He took her hand and pulled her to her feet. “Can you run?”
She swallowed hard and nodded. “I can run.”
They started at a lope and steadily increased their speed, always downhill. This time, when Fiona’s legs began to fail her, Wolf Shadow caught her around the waist and slung her over his shoulder.
He ran, carrying her, for what seemed to be another mile before the ground dropped away into a sluggish, ice-encrusted marshy area. There he slowed to a walk, carefully stepping on the patches of frozen ground.
“Put me down,” she insisted. She pushed away from him, but a heavily muscled arm pinned her to his shoulder with such force that it squeezed the breath from her lungs.
Beyond the shrub willows were more rocks, and below that a rushing creek about six yards wide. Her captor didn’t hesitate; he broke through the ice on the shore and waded into the frigid water.
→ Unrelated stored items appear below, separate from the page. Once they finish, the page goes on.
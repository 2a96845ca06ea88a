//! Request orchestration: phase tracking, canned fallbacks and the
//! per-request pipeline.

pub mod canned;
pub mod orchestrator;
pub mod state;

pub use orchestrator::RequestOrchestrator;
pub use state::RequestPhase;
//! Conversation data model shared across the pipeline.
//!
//! The caller owns one [`ConversationContext`] per session, sends it with
//! every request, and merges the reply back into it.  The backend keeps no
//! session state of its own; persistence, when wanted, goes through the
//! [`ProgressStore`](crate::store::ProgressStore) collaborator.

use serde::{Deserialize, Serialize};

use crate::postprocess::{EmotionTag, StructuredNotes};
use crate::speech::SpeechOutput;

// ---------------------------------------------------------------------------
// Role / Message
// ---------------------------------------------------------------------------

/// Who authored a conversation turn.
#[derive(Debug, Clone, Copy, PartialEq, Eq, Serialize, Deserialize)]
#[serde(rename_all = "lowercase")]
pub enum Role {
    /// The learner typing or speaking to the tutor.
    Student,
    /// A previous tutor reply.
    Assistant,
}

/// A single turn of the conversation history.
#[derive(Debug, Clone, Serialize, Deserialize)]
pub struct Message {
    pub role: Role,
    pub text: String,
}

impl Message {
    pub fn student(text: impl Into<String>) -> Self {
        Self {
            role: Role::Student,
            text: text.into(),
        }
    }

    pub fn assistant(text: impl Into<String>) -> Self {
        Self {
            role: Role::Assistant,
            text: text.into(),
        }
    }
}

// ---------------------------------------------------------------------------
// ConversationContext
// ---------------------------------------------------------------------------

/// Caller-supplied conversational state, echoed back per request.
///
/// All fields are optional in the wire format; a fresh conversation is the
/// `Default` value.
#[derive(Debug, Clone, Default, Serialize, Deserialize)]
#[serde(default, rename_all = "camelCase")]
pub struct ConversationContext {
    /// Recent turns, oldest first.  Only the newest few are ever embedded in
    /// a prompt.
    pub recent_messages: Vec<Message>,
    /// Topic currently being discussed, when the caller tracks one.
    pub current_topic: Option<String>,
    /// Topic discussed before the current one.
    pub previous_topic: Option<String>,
    /// The student's last question, verbatim.
    pub last_question: Option<String>,
    /// The tutor's last reply, verbatim.
    pub last_response: Option<String>,
    /// Caller-side detection: this request continues the previous exchange.
    pub is_follow_up: bool,
    /// Caller-side detection: the student asked for a re-explanation.
    pub is_explain_again: bool,
}

impl ConversationContext {
    /// The newest assistant turn, falling back to `last_response` when the
    /// message history carries none.
    pub fn last_assistant_message(&self) -> Option<&str> {
        self.recent_messages
            .iter()
            .rev()
            .find(|m| m.role == Role::Assistant)
            .map(|m| m.text.as_str())
            .or(self.last_response.as_deref())
    }
}

// ---------------------------------------------------------------------------
// GenerationRequest
// ---------------------------------------------------------------------------

/// One incoming conversational request.  Immutable once built.
#[derive(Debug, Clone)]
pub struct GenerationRequest {
    pub raw_text: String,
    pub user_id: String,
    pub context: ConversationContext,
}

impl GenerationRequest {
    pub fn new(raw_text: impl Into<String>, user_id: impl Into<String>) -> Self {
        Self {
            raw_text: raw_text.into(),
            user_id: user_id.into(),
            context: ConversationContext::default(),
        }
    }

    pub fn with_context(mut self, context: ConversationContext) -> Self {
        self.context = context;
        self
    }
}

// ---------------------------------------------------------------------------
// TutorReply
// ---------------------------------------------------------------------------

/// The structured result returned for every conversational request.
///
/// Invariant: `text` is never empty: when every provider fails, canned text
/// is substituted before this struct is built.
#[derive(Debug, Clone)]
pub struct TutorReply {
    /// The generated (or canned) response text.
    pub text: String,
    /// Rule-derived emotion tag for the avatar/voice layer.
    pub emotion: EmotionTag,
    /// Best-effort study notes; `None` when the question was not a learning
    /// question or note generation failed.
    pub notes: Option<StructuredNotes>,
    /// Server audio or a client-side synthesis directive.
    pub speech: SpeechOutput,
}

/// A reply to voice or image input, carrying the recognized text alongside
/// the tutor's answer so the UI can display what was understood.
#[derive(Debug, Clone)]
pub struct TranscribedReply {
    /// What the recognizer extracted from the audio/image.
    pub transcript: String,
    pub reply: TutorReply,
}

// ---------------------------------------------------------------------------
// Tests
// ---------------------------------------------------------------------------
//! Configuration module for the Sage tutoring backend.
//!
//! Provides `AppConfig` (top-level settings), sub-configs for each
//! subsystem, `AppPaths` for cross-platform data directories, and TOML
//! persistence via `AppConfig::load` / `AppConfig::save`.

pub mod paths;
pub mod settings;

pub use paths::AppPaths;
pub use settings::{AppConfig, GenerationConfig, PipelineConfig, ProviderConfig, SpeechConfig};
He turned right and walked upstream, still balancing her on his shoulder. The water was up to his thighs, and Fiona shuddered at the thought of the cold he must be feeling.
“Where are you taking me?” she asked. “Why are—”
“Quiet.”
His hair hung across her face. She drew in his unique musky scent with every breath—not an unpleasant smell, but totally alien, like nothing she had ever known. “Put me down, please,” she whispered. “I can walk.” Even as she said it, she knew she lied. She couldn’t walk in this icy water. No human could.
“Must I bind your mouth?” he demanded. “Do not speak.”
The stream grew ever rockier. The sound of the rushing water filled her head, making her even colder. Once, he slipped, nearly plunging them both under. Against her will, she clung tightly to him. Then, without warning, he lowered her into the stream. She gasped in shock as the water closed over her feet and legs, weighing on her heavy woolen skirts.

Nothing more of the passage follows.